Keterangan Foto:
Kapolres Wajo AKBP Muhammad Rosid Ridho, S.I.K., menyerahkan bingkisan Natal kepada personel Polres Wajo yang beragama Nasrani di Lobby Mapolres Wajo, Selasa (23/12/2025), sebagai simbol relasi negara dan iman dalam tubuh institusi kepolisian.
Laporan: Sabri
Negara kerap mengaku netral, tetapi netralitas sejati selalu diuji di ruang-ruang kecil. Selasa pagi, 23 Desember 2025, Lobby Mapolres Wajo menjadi salah satu ruang itu. Sebuah bingkisan Natal diserahkan. Tidak ada upacara besar. Tidak ada pidato panjang. Namun di sanalah negara memperlihatkan sikapnya terhadap iman: mengakui, bukan meniadakan.
Ketika Negara Menyentuh Iman
Kapolres Wajo AKBP Muhammad Rosid Ridho, S.I.K., menyerahkan bingkisan Natal kepada personel Polres Wajo yang beragama Nasrani. Kegiatan yang berlangsung sekitar pukul 09.45 Wita tersebut dihadiri Wakapolres Kompol H. Andi Syamsulifu, S.Sos., M.H., serta jajaran Pejabat Utama.
Dalam kerangka institusi negara, tindakan ini tampak sederhana. Namun secara ideologis, ia penting. Negara tidak sedang merayakan iman tertentu, tetapi mengakui keberadaannya. Di sinilah garis tipis itu dijaga: antara sekularitas negara dan hak beragama aparatnya.
Institusi dan Hak atas Keyakinan
Seragam sering kali dianggap simbol penyeragaman. Di baliknya, perbedaan diharapkan larut demi disiplin dan loyalitas. Namun Polres Wajo pagi itu menunjukkan kemungkinan lain: bahwa disiplin tidak harus meniadakan iman, dan loyalitas pada negara tidak menuntut penyerahan keyakinan personal.
Ucapan Natal yang disampaikan Kapolres menjadi penanda sikap institusional.
“Selamat Natal bagi rekan-rekan yang merayakan dan selamat menyongsong Tahun Baru. Semoga di tahun 2025 kita semua diberi kesehatan, umur panjang, serta limpahan rezeki oleh Tuhan Yang Maha Kuasa,” ujar AKBP Muhammad Rosid Ridho.

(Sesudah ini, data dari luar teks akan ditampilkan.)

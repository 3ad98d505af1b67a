use anyhow::Result;
use chrono::{DateTime, Utc};
use rusqlite::{params, Row};
use tracing::debug;

use super::Database;
use crate::models::Contact;

/// Helper to convert timestamp parse errors to rusqlite errors
fn parse_timestamp(idx: usize, s: &str) -> rusqlite::Result<DateTime<Utc>> {
    DateTime::parse_from_rfc3339(s)
        .map(|dt| dt.with_timezone(&Utc))
        .map_err(|e| {
            rusqlite::Error::FromSqlConversionFailure(idx, rusqlite::types::Type::Text, Box::new(e))
        })
}

impl Database {
    // ==================== CREATE ====================

    /// Insert a contact and return the identifier assigned by SQLite.
    /// Any `id` already on the contact is ignored.
    pub fn insert_contact(&self, contact: &Contact) -> Result<i64> {
        self.conn.execute(
            r#"INSERT INTO contacts (
                first_name, last_name, company, primary_phone, secondary_phone,
                email, address, notes, photo_path, created_at, updated_at
            ) VALUES (?, ?, ?, ?, ?, ?, ?, ?, ?, ?, ?)"#,
            params![
                contact.first_name,
                contact.last_name,
                contact.company,
                contact.primary_phone,
                contact.secondary_phone,
                contact.email,
                contact.address,
                contact.notes,
                contact.photo_path,
                contact.created_at.to_rfc3339(),
                contact.updated_at.to_rfc3339(),
            ],
        )?;
        let id = self.conn.last_insert_rowid();
        debug!(id, "inserted contact");
        Ok(id)
    }

    // ==================== READ ====================

    /// All contacts in storage order.
    pub fn list_contacts(&self) -> Result<Vec<Contact>> {
        let mut stmt = self.conn.prepare("SELECT * FROM contacts ORDER BY id ASC")?;

        let contacts = stmt
            .query_map([], Self::row_to_contact)?
            .collect::<rusqlite::Result<Vec<_>>>()?;

        Ok(contacts)
    }

    pub fn get_contact_by_id(&self, id: i64) -> Result<Option<Contact>> {
        let mut stmt = self.conn.prepare("SELECT * FROM contacts WHERE id = ?")?;

        let result = stmt.query_row([id], Self::row_to_contact);

        match result {
            Ok(contact) => Ok(Some(contact)),
            Err(rusqlite::Error::QueryReturnedNoRows) => Ok(None),
            Err(e) => Err(e.into()),
        }
    }

    pub fn count_contacts(&self) -> Result<usize> {
        let count: i64 = self
            .conn
            .query_row("SELECT COUNT(*) FROM contacts", [], |row| row.get(0))?;
        Ok(count as usize)
    }

    // ==================== UPDATE ====================

    /// Overwrite the stored row with the same id. Returns `false` (and changes
    /// nothing) when no such row exists.
    pub fn replace_contact(&self, contact: &Contact) -> Result<bool> {
        let rows = self.conn.execute(
            r#"UPDATE contacts SET
                first_name = ?, last_name = ?, company = ?, primary_phone = ?,
                secondary_phone = ?, email = ?, address = ?, notes = ?,
                photo_path = ?, created_at = ?, updated_at = ?
               WHERE id = ?"#,
            params![
                contact.first_name,
                contact.last_name,
                contact.company,
                contact.primary_phone,
                contact.secondary_phone,
                contact.email,
                contact.address,
                contact.notes,
                contact.photo_path,
                contact.created_at.to_rfc3339(),
                contact.updated_at.to_rfc3339(),
                contact.id,
            ],
        )?;
        debug!(id = contact.id, rows, "replaced contact");
        Ok(rows > 0)
    }

    // ==================== DELETE ====================

    pub fn delete_contact(&self, id: i64) -> Result<bool> {
        let rows = self.conn.execute("DELETE FROM contacts WHERE id = ?", [id])?;
        debug!(id, rows, "deleted contact");
        Ok(rows > 0)
    }

    // ==================== ROW MAPPERS ====================

    fn row_to_contact(row: &Row) -> rusqlite::Result<Contact> {
        let created_at: String = row.get("created_at")?;
        let updated_at: String = row.get("updated_at")?;

        Ok(Contact {
            id: row.get("id")?,
            first_name: row.get("first_name")?,
            last_name: row.get("last_name")?,
            company: row.get("company")?,
            primary_phone: row.get("primary_phone")?,
            secondary_phone: row.get("secondary_phone")?,
            email: row.get("email")?,
            address: row.get("address")?,
            notes: row.get("notes")?,
            photo_path: row.get("photo_path")?,
            created_at: parse_timestamp(10, &created_at)?,
            updated_at: parse_timestamp(11, &updated_at)?,
        })
    }
}
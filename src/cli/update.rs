use anyhow::{anyhow, Result};

use crate::cli::display::print_errors;
use crate::cli::ContactFields;
use crate::db::Database;
use crate::models::Contact;
use crate::service::ContactService;

/// Execute the update command. Only the supplied fields change.
pub fn run_update(db: &Database, id: i64, fields: ContactFields) -> Result<Option<Contact>> {
    if fields.is_empty() {
        return Err(anyhow!(
            "No updates provided. Use --first, --last, --company, --phone, --secondary-phone, --email, --address, --notes or --photo."
        ));
    }

    let service = ContactService::new(db);
    let mut contact = match service.get_by_id(id)? {
        Some(c) => c,
        None => {
            println!("No contact found with ID: {}", id);
            return Ok(None);
        }
    };

    fields.apply_to(&mut contact);

    match service.update(contact) {
        Ok(stored) => {
            println!("Updated: {}", stored.full_name());
            Ok(Some(stored))
        }
        Err(e) => {
            eprintln!("Contact not saved:");
            print_errors(&e);
            Err(anyhow!(e))
        }
    }
}
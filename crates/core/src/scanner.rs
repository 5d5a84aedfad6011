//! Character classification and content-token scanning.
//!
//! All functions work on a `&[char]` view of the input and take/return an
//! explicit cursor position, so nested parses never share hidden state.

use crate::error::PeelError;

pub const COMMAND_SIGILS: [char; 2] = ['#', '*'];
pub const GROUP_OPEN: char = '(';
pub const GROUP_CLOSE: char = ')';
pub const DELIMITER: char = ',';

/// Punctuation that may appear in (or start) a content token.
const CONTENT_PUNCTUATION: &str = "()[]{},.-+*/=$#`\"_";

/// Syntactic class of a single character.
#[derive(Debug, Clone, Copy, PartialEq, Eq)]
pub enum CharClass {
    CommandSigil,
    GroupOpen,
    GroupClose,
    Delimiter,
    /// Skipped silently between tokens (whitespace and anything unlisted).
    NonParsable,
    Content,
}

pub fn classify(c: char) -> CharClass {
    if COMMAND_SIGILS.contains(&c) {
        CharClass::CommandSigil
    } else if c == GROUP_OPEN {
        CharClass::GroupOpen
    } else if c == GROUP_CLOSE {
        CharClass::GroupClose
    } else if c == DELIMITER {
        CharClass::Delimiter
    } else if c.is_ascii_alphanumeric() || CONTENT_PUNCTUATION.contains(c) {
        CharClass::Content
    } else {
        CharClass::NonParsable
    }
}

/// Advance past non-parsable characters.
pub fn skip_non_parsable(chars: &[char], mut pos: usize) -> usize {
    while pos < chars.len() && classify(chars[pos]) == CharClass::NonParsable {
        pos += 1;
    }
    pos
}

/// Advance past whitespace only.
pub(crate) fn skip_whitespace(chars: &[char], mut pos: usize) -> usize {
    while pos < chars.len() && chars[pos].is_whitespace() {
        pos += 1;
    }
    pos
}

// ──────────────────────────────────────────────
// Wrapped literals
// ──────────────────────────────────────────────

/// Delimiters that make a content token verbatim.
#[derive(Debug, Clone, Copy, PartialEq, Eq)]
pub enum Wrapper {
    Backtick,
    Quote,
    TripleQuote,
}

impl Wrapper {
    pub fn as_str(&self) -> &'static str {
        match self {
            Wrapper::Backtick => "`",
            Wrapper::Quote => "\"",
            Wrapper::TripleQuote => "\"\"\"",
        }
    }

    fn len(&self) -> usize {
        self.as_str().len()
    }

    fn name(&self) -> &'static str {
        match self {
            Wrapper::Backtick => "backtick",
            Wrapper::Quote => "quoted",
            Wrapper::TripleQuote => "triple-quoted",
        }
    }
}

fn starts_with_at(chars: &[char], pos: usize, needle: &str) -> bool {
    let mut i = pos;
    for n in needle.chars() {
        if i >= chars.len() || chars[i] != n {
            return false;
        }
        i += 1;
    }
    true
}

/// The wrapper opening at `pos`, if any. Triple quotes win over a single quote.
pub fn wrapper_at(chars: &[char], pos: usize) -> Option<Wrapper> {
    [Wrapper::TripleQuote, Wrapper::Quote, Wrapper::Backtick]
        .into_iter()
        .find(|w| starts_with_at(chars, pos, w.as_str()))
}

fn scan_wrapped(
    chars: &[char],
    pos: usize,
    wrapper: Wrapper,
) -> Result<(String, usize), PeelError> {
    let body_start = pos + wrapper.len();
    let close = (body_start..chars.len())
        .find(|&i| starts_with_at(chars, i, wrapper.as_str()))
        .ok_or(PeelError::UnterminatedLiteral {
            wrapper: wrapper.name(),
            position: pos,
        })?;

    let mut text: String = chars[body_start..close].iter().collect();
    let mut end = close + wrapper.len();

    // Quotes directly after a closing `"""` belong to the body.
    if wrapper == Wrapper::TripleQuote {
        while end < chars.len() && chars[end] == '"' {
            text.push('"');
            end += 1;
        }
    }

    Ok((text, skip_non_parsable(chars, end)))
}

/// Scan one content token starting at `pos`.
///
/// Wrapped content is returned verbatim; unwrapped content runs up to the
/// first `stop` or `)` and is trimmed. The returned position points at the
/// character that ended the token.
pub fn scan_content(chars: &[char], pos: usize, stop: char) -> Result<(String, usize), PeelError> {
    if let Some(wrapper) = wrapper_at(chars, pos) {
        return scan_wrapped(chars, pos, wrapper);
    }

    let end = (pos..chars.len())
        .find(|&i| chars[i] == stop || chars[i] == GROUP_CLOSE)
        .ok_or(PeelError::MissingTerminator { position: pos })?;
    let text: String = chars[pos..end].iter().collect();
    Ok((text.trim().to_string(), end))
}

Bahasa yang digunakan netral, tetapi bermakna. Negara hadir bukan sebagai penentu iman, melainkan sebagai penjaga ruang hidupnya.

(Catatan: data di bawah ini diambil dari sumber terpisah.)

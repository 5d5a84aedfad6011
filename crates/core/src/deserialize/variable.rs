use peel_model::{
    PolicyVariableDynamic, PolicyVariableStatic, RefOr, Reference, ResolverEngine, StaticValue,
    ValueResolver,
};

use super::literal;
use super::{reject_children, reject_constraint, reject_contents, single_content, wrong_child};
use crate::error::PeelError;
use crate::grammar::{Command, GrammarEntry};
use crate::parser::{CommandArgs, Node};

pub(super) fn static_variable(
    entry: &'static GrammarEntry,
    mut args: CommandArgs,
) -> Result<PolicyVariableStatic, PeelError> {
    reject_children(entry, &args)?;
    reject_constraint(entry, &args)?;
    let raw = single_content(entry, &mut args)?;
    let opts = args.options.unwrap_or_default();

    let invalid = |reason: String| PeelError::InvalidLiteral {
        keyword: entry.keyword,
        value: raw.clone(),
        reason,
    };

    let mut format = None;
    let value = match entry.command {
        Command::Str => {
            if opts.is_json == Some(true) {
                StaticValue::String(serde_json::Value::String(raw.clone()).to_string())
            } else {
                StaticValue::String(raw.clone())
            }
        }
        Command::Date => {
            format = opts.date_format.clone();
            StaticValue::Date(literal::date(&raw, format.as_deref()).map_err(invalid)?)
        }
        Command::DateTime => {
            format = opts.date_time_format.clone();
            StaticValue::DateTime(literal::date_time(&raw, format.as_deref()).map_err(invalid)?)
        }
        Command::Time => {
            format = opts.time_format.clone();
            StaticValue::Time(literal::time_of_day(&raw, format.as_deref()).map_err(invalid)?)
        }
        Command::Period => StaticValue::Period(literal::period(&raw).map_err(invalid)?),
        Command::Duration => StaticValue::Duration(literal::duration(&raw).map_err(invalid)?),
        Command::Int => StaticValue::Int(literal::int(&raw).map_err(invalid)?),
        Command::Long => StaticValue::Long(literal::long(&raw).map_err(invalid)?),
        Command::Number => StaticValue::Number(literal::number(&raw).map_err(invalid)?),
        Command::Float => StaticValue::Float(literal::float(&raw).map_err(invalid)?),
        Command::BigDecimal => StaticValue::BigDecimal(literal::big_decimal(&raw).map_err(invalid)?),
        Command::Bool => StaticValue::Boolean(literal::boolean(&raw).map_err(invalid)?),
        Command::Object => StaticValue::Object(literal::object(&raw).map_err(invalid)?),
        Command::Array => StaticValue::Array(literal::array(&raw).map_err(invalid)?),
        _ => {
            return Err(PeelError::shape(
                entry.keyword,
                format!("command '{}' does not build a static value", entry.keyword),
            ))
        }
    };

    let mut variable = PolicyVariableStatic::new(value);
    variable.metadata = opts.metadata();
    variable.format = format;
    if entry.command == Command::Str {
        variable.is_json = opts.is_json;
    }
    Ok(variable)
}

pub(super) fn dynamic_variable(
    entry: &'static GrammarEntry,
    args: CommandArgs,
) -> Result<PolicyVariableDynamic, PeelError> {
    reject_contents(entry, &args)?;
    reject_constraint(entry, &args)?;

    let resolvers = args
        .children
        .into_iter()
        .map(|node| match node {
            Node::Resolver(r) => Ok(RefOr::Value(r)),
            Node::Reference(Reference::Resolver(r)) => Ok(RefOr::Ref(r)),
            other => Err(wrong_child(entry, "a value resolver or resolver reference", &other)),
        })
        .collect::<Result<Vec<_>, _>>()?;

    let opts = args.options.unwrap_or_default();
    Ok(PolicyVariableDynamic {
        metadata: opts.metadata(),
        resolvers,
        value_type: opts.value_type,
        format: opts.format,
    })
}

pub(super) fn resolver(
    entry: &'static GrammarEntry,
    mut args: CommandArgs,
) -> Result<ValueResolver, PeelError> {
    reject_children(entry, &args)?;
    reject_constraint(entry, &args)?;
    let expression = single_content(entry, &mut args)?;
    let engine = match entry.command {
        Command::JsonPath => ResolverEngine::JsonPath,
        Command::Jq => ResolverEngine::Jq,
        Command::Key => ResolverEngine::Key,
        _ => {
            return Err(PeelError::shape(
                entry.keyword,
                format!("command '{}' does not build a resolver", entry.keyword),
            ))
        }
    };

    let opts = args.options.unwrap_or_default();
    Ok(ValueResolver {
        metadata: opts.metadata(),
        engine,
        expression,
        source: opts.source,
        key: opts.key,
    })
}
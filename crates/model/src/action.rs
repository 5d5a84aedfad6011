//! Policy actions: context mutations run after a decision.

use serde::{Deserialize, Serialize};

use crate::reference::{Metadata, RefOr};
use crate::variable::PolicyVariable;

#[derive(Debug, Clone, Serialize, Deserialize, PartialEq)]
#[serde(tag = "type", rename_all = "SCREAMING_SNAKE_CASE")]
pub enum PolicyActionKind {
    /// Store `value` under the action key.
    Save {
        value: RefOr<PolicyVariable>,
        #[serde(default, skip_serializing_if = "Option::is_none")]
        fail_on_existing_key: Option<bool>,
    },
    /// Remove the action key.
    Clear {
        #[serde(default, skip_serializing_if = "Option::is_none")]
        fail_on_missing_key: Option<bool>,
    },
    /// Apply a JSON patch document to `source` and store the result.
    JsonPatch {
        source: RefOr<PolicyVariable>,
        patch: RefOr<PolicyVariable>,
        #[serde(default, skip_serializing_if = "Option::is_none")]
        cast_null_source_to_array: Option<bool>,
        #[serde(default, skip_serializing_if = "Option::is_none")]
        fail_on_missing_key: Option<bool>,
        #[serde(default, skip_serializing_if = "Option::is_none")]
        fail_on_null_source: Option<bool>,
    },
    /// Merge `merge` into `source` and store the result.
    JsonMerge {
        source: RefOr<PolicyVariable>,
        merge: RefOr<PolicyVariable>,
        #[serde(default, skip_serializing_if = "Option::is_none")]
        fail_on_missing_key: Option<bool>,
        #[serde(default, skip_serializing_if = "Option::is_none")]
        fail_on_existing_key: Option<bool>,
        #[serde(default, skip_serializing_if = "Option::is_none")]
        fail_on_null_source: Option<bool>,
        #[serde(default, skip_serializing_if = "Option::is_none")]
        fail_on_null_merge: Option<bool>,
    },
}

#[derive(Debug, Clone, Serialize, Deserialize, PartialEq)]
pub struct PolicyAction {
    #[serde(flatten)]
    pub metadata: Metadata,
    pub key: String,
    #[serde(flatten)]
    pub kind: PolicyActionKind,
}
//! Properties that must hold for every row of the grammar table.

use peel_core::{
    parse_action, parse_condition, parse_policy, parse_resolver, parse_variable, Command,
    EntityKind, GrammarEntry, PeelError, REGISTRY,
};
use peel_model::{PolicyCondition, PolicyEntity, PolicyVariable};

/// Parse `src` through the entry point for `kind` and report the kind built.
///
/// Wrapper kinds are embedded in a host command; only their success matters.
fn parse_as(kind: EntityKind, src: &str) -> Result<EntityKind, PeelError> {
    match kind {
        EntityKind::VariableStatic | EntityKind::VariableDynamic => {
            Ok(match parse_variable(src)? {
                PolicyVariable::Static(_) => EntityKind::VariableStatic,
                PolicyVariable::Dynamic(_) => EntityKind::VariableDynamic,
            })
        }
        EntityKind::ValueResolver => parse_resolver(src).map(|_| EntityKind::ValueResolver),
        EntityKind::ConditionAtomic
        | EntityKind::ConditionComposite
        | EntityKind::ConditionDefault => Ok(match parse_condition(src)? {
            PolicyCondition::Atomic(_) => EntityKind::ConditionAtomic,
            PolicyCondition::Composite(_) => EntityKind::ConditionComposite,
            PolicyCondition::Default { .. } => EntityKind::ConditionDefault,
        }),
        EntityKind::Policy | EntityKind::PolicySet | EntityKind::PolicyDefault => {
            Ok(match parse_policy(src)? {
                PolicyEntity::Policy(_) => EntityKind::Policy,
                PolicyEntity::Set(_) => EntityKind::PolicySet,
                PolicyEntity::Default { .. } => EntityKind::PolicyDefault,
            })
        }
        EntityKind::PolicyAction => parse_action(src).map(|_| EntityKind::PolicyAction),
        EntityKind::ActionRelationship | EntityKind::Constraint => {
            parse_policy(&format!("*permit(#true(), {})", src)).map(|_| kind)
        }
        EntityKind::PolicyRelationship => {
            parse_policy(&format!("*DOverrides({})", src)).map(|_| kind)
        }
        EntityKind::Reference | EntityKind::Options => {
            panic!("{} has its own scanner", kind)
        }
    }
}

fn static_literal(command: Command) -> &'static str {
    match command {
        Command::Str => "a",
        Command::Date => "2024-01-01",
        Command::DateTime => "2024-01-01T00:00:00Z",
        Command::Time => "10:00:00",
        Command::Period => "P1D",
        Command::Duration => "PT1S",
        Command::Int | Command::Long | Command::Number | Command::Float | Command::BigDecimal => {
            "1"
        }
        Command::Bool => "true",
        Command::Object => "`{}`",
        Command::Array => "`[]`",
        other => panic!("{:?} is not a static variable", other),
    }
}

/// One argument of a kind `entry` accepts.
fn unit_argument(entry: &GrammarEntry) -> &'static str {
    match entry.kind {
        EntityKind::VariableStatic => static_literal(entry.command),
        EntityKind::ValueResolver | EntityKind::ConditionDefault | EntityKind::PolicyDefault => "a",
        EntityKind::VariableDynamic => "*key(a)",
        EntityKind::ConditionAtomic => "#int(1)",
        EntityKind::ConditionComposite | EntityKind::Policy | EntityKind::Constraint => "#true()",
        EntityKind::PolicySet | EntityKind::PolicyRelationship => "#permit()",
        EntityKind::PolicyAction if entry.command == Command::Clear => "k",
        EntityKind::PolicyAction => "#int(1)",
        EntityKind::ActionRelationship => "*clear(k)",
        EntityKind::Reference | EntityKind::Options => unreachable!(),
    }
}

fn instance(entry: &GrammarEntry, n: usize) -> String {
    let mut args: Vec<&str> = Vec::new();
    if entry.command == Command::NOf {
        args.push("#opts(minimumConditions=1)");
    }
    if entry.kind == EntityKind::PolicyAction && entry.command != Command::Clear && n > 0 {
        args.push("key");
        args.extend(std::iter::repeat(unit_argument(entry)).take(n - 1));
    } else {
        args.extend(std::iter::repeat(unit_argument(entry)).take(n));
    }
    format!("{}({})", entry.keyword, args.join(", "))
}

fn checked_entries() -> impl Iterator<Item = &'static GrammarEntry> {
    REGISTRY
        .iter()
        .filter(|e| !matches!(e.kind, EntityKind::Reference | EntityKind::Options))
}

#[test]
fn minimal_instance_builds_its_entity_kind() {
    for entry in checked_entries() {
        let src = instance(entry, entry.min_args);
        let built = parse_as(entry.kind, &src)
            .unwrap_or_else(|e| panic!("{} failed: {}", src, e));
        assert_eq!(built, entry.kind, "{}", src);
    }
}

#[test]
fn too_few_arguments_are_rejected() {
    for entry in checked_entries().filter(|e| e.min_args > 0) {
        let src = instance(entry, entry.min_args - 1);
        match parse_as(entry.kind, &src) {
            Err(PeelError::NotEnoughArguments {
                keyword,
                min,
                actual,
            }) => {
                assert_eq!(keyword, entry.keyword, "{}", src);
                assert_eq!(min, entry.min_args, "{}", src);
                assert_eq!(actual, entry.min_args - 1, "{}", src);
            }
            other => panic!("{}: expected not-enough-arguments, got {:?}", src, other),
        }
    }
}

#[test]
fn too_many_arguments_are_rejected() {
    for entry in checked_entries() {
        let Some(max) = entry.max_args else {
            continue;
        };
        let src = instance(entry, max + 1);
        match parse_as(entry.kind, &src) {
            Err(PeelError::TooManyArguments {
                keyword,
                max: reported,
                actual,
            }) => {
                assert_eq!(keyword, entry.keyword, "{}", src);
                assert_eq!(reported, max, "{}", src);
                assert_eq!(actual, max + 1, "{}", src);
            }
            other => panic!("{}: expected too-many-arguments, got {:?}", src, other),
        }
    }
}

#[test]
fn options_and_constraints_are_not_arguments() {
    let src = "*not(#opts(negateResult), #opts(optimize), #true())";
    assert!(parse_condition(src).is_ok());
    let src = "*permit(*constraint(#true()), *constraint(#false()), #null())";
    let PolicyEntity::Policy(p) = parse_policy(src).unwrap() else {
        panic!("expected policy");
    };
    // The last constraint wins, like repeated options.
    assert!(matches!(
        p.constraint,
        Some(peel_model::RefOr::Value(PolicyCondition::Default {
            value: peel_model::PolicyConditionDefault::False
        }))
    ));
}

#[test]
fn repeated_options_overwrite() {
    let PolicyCondition::Composite(c) =
        parse_condition("*not(#opts(id=a, optimize), #true(), #opts(id=b))").unwrap()
    else {
        panic!("expected composite");
    };
    assert_eq!(c.metadata.id.as_deref(), Some("b"));
    assert_eq!(c.optimize, None);
}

Pluralisme sebagai Etika Kekuasaan
Dalam demokrasi, pluralisme bukan hanya prinsip sosial, tetapi etika kekuasaan. Institusi negara diuji bukan saat menghadapi mayoritas, melainkan ketika ia melindungi yang minoritas tanpa menjadikannya istimewa.
Pemberian bingkisan Natal ini menandai satu hal: pengakuan yang setara. Tidak ada hierarki iman, tidak ada selebrasi berlebihan. Hanya pengakuan bahwa negara bekerja di atas realitas warga yang beragam.

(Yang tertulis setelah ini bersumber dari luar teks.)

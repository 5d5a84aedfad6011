//! Configuration file format for `peel --config`.
//!
//! # Example
//!
//! ```toml
//! [parser]
//! max_depth = 64
//! max_input_len = 65536
//! ```

use std::path::Path;

use peel_core::ParserConfig;
use serde::{Deserialize, Serialize};

/// Top-level configuration file.
#[derive(Debug, Clone, Default, Serialize, Deserialize, PartialEq, Eq)]
#[serde(deny_unknown_fields)]
pub struct CliConfig {
    /// `[parser]` section: limits applied to every parse.
    #[serde(default)]
    pub parser: ParserConfig,
}

/// Read and parse a config TOML file from `path`.
///
/// Returns a human-readable error string on failure.
pub fn read_config(path: &Path) -> Result<CliConfig, String> {
    let content = std::fs::read_to_string(path)
        .map_err(|e| format!("could not read '{}': {}", path.display(), e))?;

    toml::from_str(&content).map_err(|e| format!("could not parse '{}': {}", path.display(), e))
}

/// The effective parser limits: the config file (if any) with flag overrides on top.
pub fn resolve_parser_config(
    path: Option<&Path>,
    max_depth: Option<usize>,
    max_input_len: Option<usize>,
) -> Result<ParserConfig, String> {
    let mut config = match path {
        Some(p) => read_config(p)?.parser,
        None => ParserConfig::default(),
    };
    if max_depth.is_some() {
        config.max_depth = max_depth;
    }
    if max_input_len.is_some() {
        config.max_input_len = max_input_len;
    }
    Ok(config)
}

#[cfg(test)]
mod tests {
    use super::*;
    use std::io::Write;

    #[test]
    fn parser_table_maps_onto_parser_config() {
        let config: CliConfig = toml::from_str("[parser]\nmax_depth = 8\n").unwrap();
        assert_eq!(config.parser.max_depth, Some(8));
        assert_eq!(config.parser.max_input_len, None);
    }

    #[test]
    fn empty_file_means_unbounded() {
        let config: CliConfig = toml::from_str("").unwrap();
        assert_eq!(config, CliConfig::default());
    }

    #[test]
    fn unknown_keys_are_rejected() {
        assert!(toml::from_str::<CliConfig>("[parser]\nmax_dept = 8\n").is_err());
        assert!(toml::from_str::<CliConfig>("[lexer]\n").is_err());
    }

    #[test]
    fn flags_override_the_file() {
        let mut file = tempfile::NamedTempFile::new().unwrap();
        writeln!(file, "[parser]\nmax_depth = 8\nmax_input_len = 100").unwrap();

        let config = resolve_parser_config(Some(file.path()), Some(3), None).unwrap();
        assert_eq!(config.max_depth, Some(3));
        assert_eq!(config.max_input_len, Some(100));
    }

    #[test]
    fn missing_file_is_reported() {
        let err = resolve_parser_config(Some(Path::new("/nonexistent/peel.toml")), None, None)
            .unwrap_err();
        assert!(err.starts_with("could not read '/nonexistent/peel.toml'"), "{}", err);
    }
}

Negara yang Hadir, Bukan Mengatur Iman
Peristiwa ini menempatkan Polres Wajo dalam posisi simbolik yang menarik. Negara tidak masuk terlalu jauh ke wilayah keyakinan, tetapi juga tidak absen. Ia hadir secukupnya—memberi ruang, menjamin rasa aman, dan menjaga martabat warganya di dalam institusinya sendiri.
Bingkisan itu mungkin akan habis. Namun gesturnya menyisakan pesan yang lebih panjang: bahwa negara yang dewasa bukan negara yang memaksakan keseragaman, melainkan yang sanggup hidup berdampingan dengan iman yang beragam.